Rdio was a more social music player, I was a big fan of how it helped me discover music through friends. Spotify and Apple Music still haven't caught up to that.
@mikestaub A small part of me died when Path finally shut down. Had the app after it was pulled and access it up to the day before they killed the servers…
Truly wonder if the world would’ve been in a different place had that app taken off and mass-scale, algorithm-dependent social media hadn’t become the only option…
@aaronoleary it’s not the same by any means but I’ve fallen head over heels for Superhuman, with Twobird being a close second by virtue of their sterling markdown support and prioritization functionality. Keep an eye on SkiffMail as well; long way to go but a very promising start.
For the most immediately analogous product I’d also say OnMail deserves your attention.
SkiffMail I have an eye on, Superhuman’s my daily driver, TwoBird is what I recommend for any Android-centric people, OnMail is usually my go to as a recommendation for people wanting an Inbox replacement/need out of the box custom domain support.
(Also good for agencies or anyone regularly sending massive attachments, where whitelabeling is a plus.)
@google had a product, which lets you make small DIY IOT toys which can be connected to events(Like a small diy umbrella which opens when there is a chance for rain) . It was then called actions on google, now I cant find anything even related to this, no links, nothing.
-It was then released on product hunt.
@vimal_gopal1 Building consumer IoT is a tricky game - the rise of Shenzhen maker culture and 3D printing have made rapid prototyping far easier, but many IOT projects run into trouble when it’s time to produce the hardware at scale and code for the firmware. I took point on launching Hewlett Packard’s first true smartwatch, the MB Chronowing - only way we were able to do it was thanks to HP (and frankly, HPE) having a massively complex and scale friendly supply chain / vendor relationships.
You should totally do it - not trying to discourage you in the slightest.
@phyo_arkar_lwin I know this will make me sound shallow / like I have my priorities out of whack but… can’t stand the Zulip interface, personally.
I admire that it’s robust and open source but it’s just not for me. I’ve used several dozen different offerings in this space (actually, randomly, had to make a list of them yesterday for an article draft) & I still maintain that Hall was something special.
Swit, Chanty, & Rock are all cool and current. Brief / Brief X was promising but is an abandoned project now for all intents and purposes.
I’ve kept an eye on a few new contenders like Mana. Loved Quill Chat til it was bought up by Twitter and has since gone AWOL.
The hunt continues. I know this might sound very silly but one of the biggest features I DESPERATELY want but cannot find anywhere is robust end to end markdown support. Slack tries, but is, regrettably, Slack. Discord has lite markdown support but is unsuitable for many professional environments. Quill was building out tight markdown support but is again off the market now.
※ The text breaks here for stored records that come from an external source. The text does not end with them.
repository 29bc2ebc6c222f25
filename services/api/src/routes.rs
use crate::infra::AppState;
use axum::http::{header, StatusCode};
use axum::response::IntoResponse;
use axum::Extension;
use axum::Json;
use serde_json::json;
use std::sync::Arc;
use typequiz::events::StatsRepository;
use typequiz::quiz::{quiz_router, QuizRepository, QuizService};

pub(crate) fn with_quiz_routes<R, S>(service: Arc<QuizService<R, S>>) -> axum::Router
where
    R: QuizRepository + 'static,
    S: StatsRepository + 'static,
{
    quiz_router(service)
        .route("/health", axum::routing::get(healthcheck))
        .route("/ready", axum::routing::get(readiness_endpoint))
        .route("/metrics", axum::routing::get(metrics_endpoint))
}

pub(crate) async fn healthcheck() -> Json<serde_json::Value> {
    Json(json!({ "status": "ok" }))
}

pub(crate) async fn readiness_endpoint(Extension(state): Extension<AppState>) -> impl IntoResponse {
    let ready = state.readiness.load(std::sync::atomic::Ordering::Relaxed);
    let status = if ready {
        StatusCode::OK
    } else {
        StatusCode::SERVICE_UNAVAILABLE
    };

    let payload = if ready {
        json!({ "status": "ready" })
    } else {
        json!({ "status": "initializing" })
    };

    (status, Json(payload))
}

pub(crate) async fn metrics_endpoint(Extension(state): Extension<AppState>) -> impl IntoResponse {
    (
        StatusCode::OK,
        [(header::CONTENT_TYPE, "text/plain; version=0.0.4")],
        state.metrics.render(),
    )
}

#[cfg(test)]
mod tests {
    use super::*;
    use crate::demo::seed_demo_quiz;
    use crate::infra::{InMemoryQuizRepository, InMemoryQuizService, InMemoryStatsStore};
    use axum::body::Body;
    use axum::http::Request;
    use metrics_exporter_prometheus::PrometheusBuilder;
    use std::sync::atomic::{AtomicBool, Ordering};
    use tower::ServiceExt;

    fn app(ready: bool) -> (axum::Router, Arc<InMemoryQuizService>) {
        let service = Arc::new(QuizService::new(
            Arc::new(InMemoryQuizRepository::default()),
            Arc::new(InMemoryStatsStore::default()),
        ));
        let state = AppState {
            readiness: Arc::new(AtomicBool::new(ready)),
            metrics: Arc::new(PrometheusBuilder::new().build_recorder().handle()),
        };
        let router = with_quiz_routes(service.clone()).layer(Extension(state));
        (router, service)
    }

    async fn get(router: axum::Router, uri: &str) -> axum::response::Response {
        router
            .oneshot(Request::get(uri).body(Body::empty()).expect("request builds"))
            .await
            .expect("route executes")
    }

    #[tokio::test]
    async fn health_is_always_ok() {
        let (router, _) = app(false);
        assert_eq!(get(router, "/health").await.status(), StatusCode::OK);
    }

    #[tokio::test]
    async fn readiness_follows_flag() {
        let (router, _) = app(false);
        assert_eq!(
            get(router, "/ready").await.status(),
            StatusCode::SERVICE_UNAVAILABLE
        );

        let state = AppState {
            readiness: Arc::new(AtomicBool::new(false)),
            metrics: Arc::new(PrometheusBuilder::new().build_recorder().handle()),
        };
        state.readiness.store(true, Ordering::Release);
        let router = axum::Router::new()
            .route("/ready", axum::routing::get(readiness_endpoint))
            .layer(Extension(state));
        assert_eq!(get(router, "/ready").await.status(), StatusCode::OK);
    }

    #[tokio::test]
    async fn metrics_render_as_prometheus_text() {
        let (router, _) = app(true);
        let response = get(router, "/metrics").await;
        assert_eq!(response.status(), StatusCode::OK);
        assert_eq!(
            response.headers()[header::CONTENT_TYPE],
            "text/plain; version=0.0.4"
        );
    }

    #[tokio::test]
    async fn seeded_demo_quiz_is_publicly_reachable() {
        let (router, service) = app(true);
        let quiz = seed_demo_quiz(service.as_ref()).expect("demo quiz seeds");

        let response = get(router, &format!("/api/q/{}", quiz.slug)).await;
        assert_eq!(response.status(), StatusCode::OK);
        assert!(response.headers().contains_key(header::CACHE_CONTROL));
    }
}
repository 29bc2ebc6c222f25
mod common;
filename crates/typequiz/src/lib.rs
pub mod config;
pub mod error;
pub mod events;
pub mod quiz;
pub mod scoring;
pub mod telemetry;
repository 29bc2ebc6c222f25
//! Quiz authoring, publication and the respondent delivery flow around the
//! scoring engine.

pub mod catalog;
pub mod domain;
pub mod draft;
pub mod import;
pub mod repository;
pub mod router;
pub mod service;
pub mod validation;
pub mod views;

#[cfg(test)]
mod tests;

pub use catalog::ResultCatalog;
pub use domain::{
    CreatorId, Quiz, QuizDefinition, QuizId, QuizStatus, ResultType, ShareSettings,
};
pub use draft::{AcceptedDraft, DraftError, DraftQuestion, DraftResult, QuizDraft};
pub use import::{QuestionCsvImporter, QuestionImportError};
pub use repository::{QuizRepository, RepositoryError};
pub use router::{quiz_router, CREATOR_HEADER};
pub use service::{
    BasicSettings, QuestionCopy, QuizService, QuizServiceError, ResultTypeCopy,
};
pub use validation::{validate_definition, DefinitionIssue};
pub use views::{
    AttemptResult, AxisResultView, PriorityLabel, PublicQuizView, QuizSummaryView,
    RecommendationView,
};
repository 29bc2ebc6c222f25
use chrono::{DateTime, Utc};
use serde::Serialize;

use super::domain::{Quiz, QuizId, QuizStatus, ResultType, ShareSettings};
use crate::scoring::{Axis, AxisKey, Question, Recommendation, RecommendationCondition};

/// Coarse priority shown to respondents.
#[derive(Debug, Clone, Copy, PartialEq, Eq, Serialize)]
#[serde(rename_all = "SCREAMING_SNAKE_CASE")]
pub enum PriorityLabel {
    High,
    Normal,
}

impl PriorityLabel {
    pub fn from_priority(priority: i32) -> Self {
        if priority > 0 {
            Self::High
        } else {
            Self::Normal
        }
    }
}

#[derive(Debug, Clone, PartialEq, Serialize)]
#[serde(rename_all = "camelCase")]
pub struct RecommendationView {
    pub id: String,
    pub title: String,
    pub description: Option<String>,
    pub url: Option<String>,
    pub priority: PriorityLabel,
    pub conditions: Vec<RecommendationCondition>,
}

impl From<Recommendation> for RecommendationView {
    fn from(value: Recommendation) -> Self {
        Self {
            id: value.id,
            title: value.title,
            description: value.description,
            url: value.url,
            priority: PriorityLabel::from_priority(value.priority),
            conditions: value.conditions,
        }
    }
}

/// Respondent-facing projection of a visible quiz.
#[derive(Debug, Clone, PartialEq, Serialize)]
#[serde(rename_all = "camelCase")]
pub struct PublicQuizView {
    pub id: QuizId,
    pub slug: String,
    pub status: QuizStatus,
    pub title: String,
    pub description: String,
    pub axes: Vec<Axis>,
    pub questions: Vec<Question>,
    pub results: Vec<ResultType>,
    pub recommendations: Vec<RecommendationView>,
    pub share: ShareSettings,
}

impl PublicQuizView {
    pub fn from_quiz(quiz: &Quiz) -> Self {
        let definition = &quiz.definition;
        Self {
            id: quiz.id.clone(),
            slug: quiz.slug.clone(),
            status: quiz.status,
            title: quiz.title.clone(),
            description: quiz.description.clone(),
            axes: definition.axes.clone(),
            questions: definition.questions.clone(),
            results: definition.result_types.clone(),
            recommendations: definition
                .recommendations_by_priority()
                .into_iter()
                .map(RecommendationView::from)
                .collect(),
            share: quiz.share.clone(),
        }
    }
}

/// Score of one axis with its labels, ready for a percentage bar.
#[derive(Debug, Clone, PartialEq, Serialize)]
#[serde(rename_all = "camelCase")]
pub struct AxisResultView {
    pub key: AxisKey,
    pub left_label: String,
    pub right_label: String,
    pub raw_score: f64,
    pub max_score: f64,
    pub normalized: f64,
    pub percent: i64,
}

/// Outcome of a completed attempt.
#[derive(Debug, Clone, PartialEq, Serialize)]
#[serde(rename_all = "camelCase")]
pub struct AttemptResult {
    pub quiz_id: QuizId,
    pub code: String,
    pub result: ResultType,
    pub axes: Vec<AxisResultView>,
    pub recommendations: Vec<RecommendationView>,
}

/// Dashboard row for a creator's quiz.
#[derive(Debug, Clone, PartialEq, Serialize)]
#[serde(rename_all = "camelCase")]
pub struct QuizSummaryView {
    pub id: QuizId,
    pub slug: String,
    pub title: String,
    pub status: QuizStatus,
    pub axis_count: usize,
    pub question_count: usize,
    pub updated_at: DateTime<Utc>,
}

impl From<&Quiz> for QuizSummaryView {
    fn from(quiz: &Quiz) -> Self {
        Self {
            id: quiz.id.clone(),
            slug: quiz.slug.clone(),
            title: quiz.title.clone(),
            status: quiz.status,
            axis_count: quiz.definition.axes.len(),
            question_count: quiz.definition.questions.len(),
            updated_at: quiz.updated_at,
        }
    }
}
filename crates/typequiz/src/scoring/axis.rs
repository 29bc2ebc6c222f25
use std::collections::BTreeMap;

use serde::{Deserialize, Serialize};

use super::model::{Answers, Axis, AxisKey, Question};

/// Aggregated score for one axis.
#[derive(Debug, Clone, PartialEq, Serialize, Deserialize)]
#[serde(rename_all = "camelCase")]
pub struct AxisScore {
    pub key: AxisKey,
    pub raw_score: f64,
    pub max_score: f64,
    /// `raw_score / max_score`, in `[-1.0, 1.0]`; 0 when nothing was answered.
    pub normalized: f64,
}

impl AxisScore {
    fn empty(key: AxisKey) -> Self {
        Self {
            key,
            raw_score: 0.0,
            max_score: 0.0,
            normalized: 0.0,
        }
    }
}

/// Scores per axis key.
pub type AxisScores = BTreeMap<AxisKey, AxisScore>;

/// Aggregate the answered questions into one score per axis.
///
/// Every axis in `axes` appears in the output. Unanswered questions are
/// skipped and questions pointing at an axis outside `axes` are ignored.
pub fn compute_axis_scores(questions: &[Question], answers: &Answers, axes: &[Axis]) -> AxisScores {
    let mut scores: AxisScores = axes
        .iter()
        .map(|axis| (axis.key.clone(), AxisScore::empty(axis.key.clone())))
        .collect();

    for question in questions {
        let Some(answer) = answers.get(&question.id) else {
            continue;
        };
        let Some(score) = scores.get_mut(&question.axis_key) else {
            continue;
        };

        let weight = question.effective_weight();
        score.raw_score += f64::from(answer.value()) * weight * question.a_side.direction();
        score.max_score += 2.0 * weight;
    }

    for score in scores.values_mut() {
        score.normalized = if score.max_score > 0.0 {
            score.raw_score / score.max_score
        } else {
            0.0
        };
    }

    scores
}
Either way - appreciate the reco, maybe I should see how Zulip has come along since last I glanced at it - admittedly, years ago. Sorry for the unsolicited rant, just kind of got rolling there. 😅
@graham_seymour It is like Vim , when you get used to it it become most powerful collaboration tool. 5.x have Topic resolve system which lead us to ditch other project management tools and working directly on zulip.
The development is very active and founder and community is very responsive.
> robust end to end markdown support.
This is exactly where zulip shines at , Zulip change only little to markdown , even header syntaxes works. Almost all markdown syntaxes works.
- copy and paste from your GFM to zulip and works 100%
- The editor now also have minimual editing buttons for Markdown.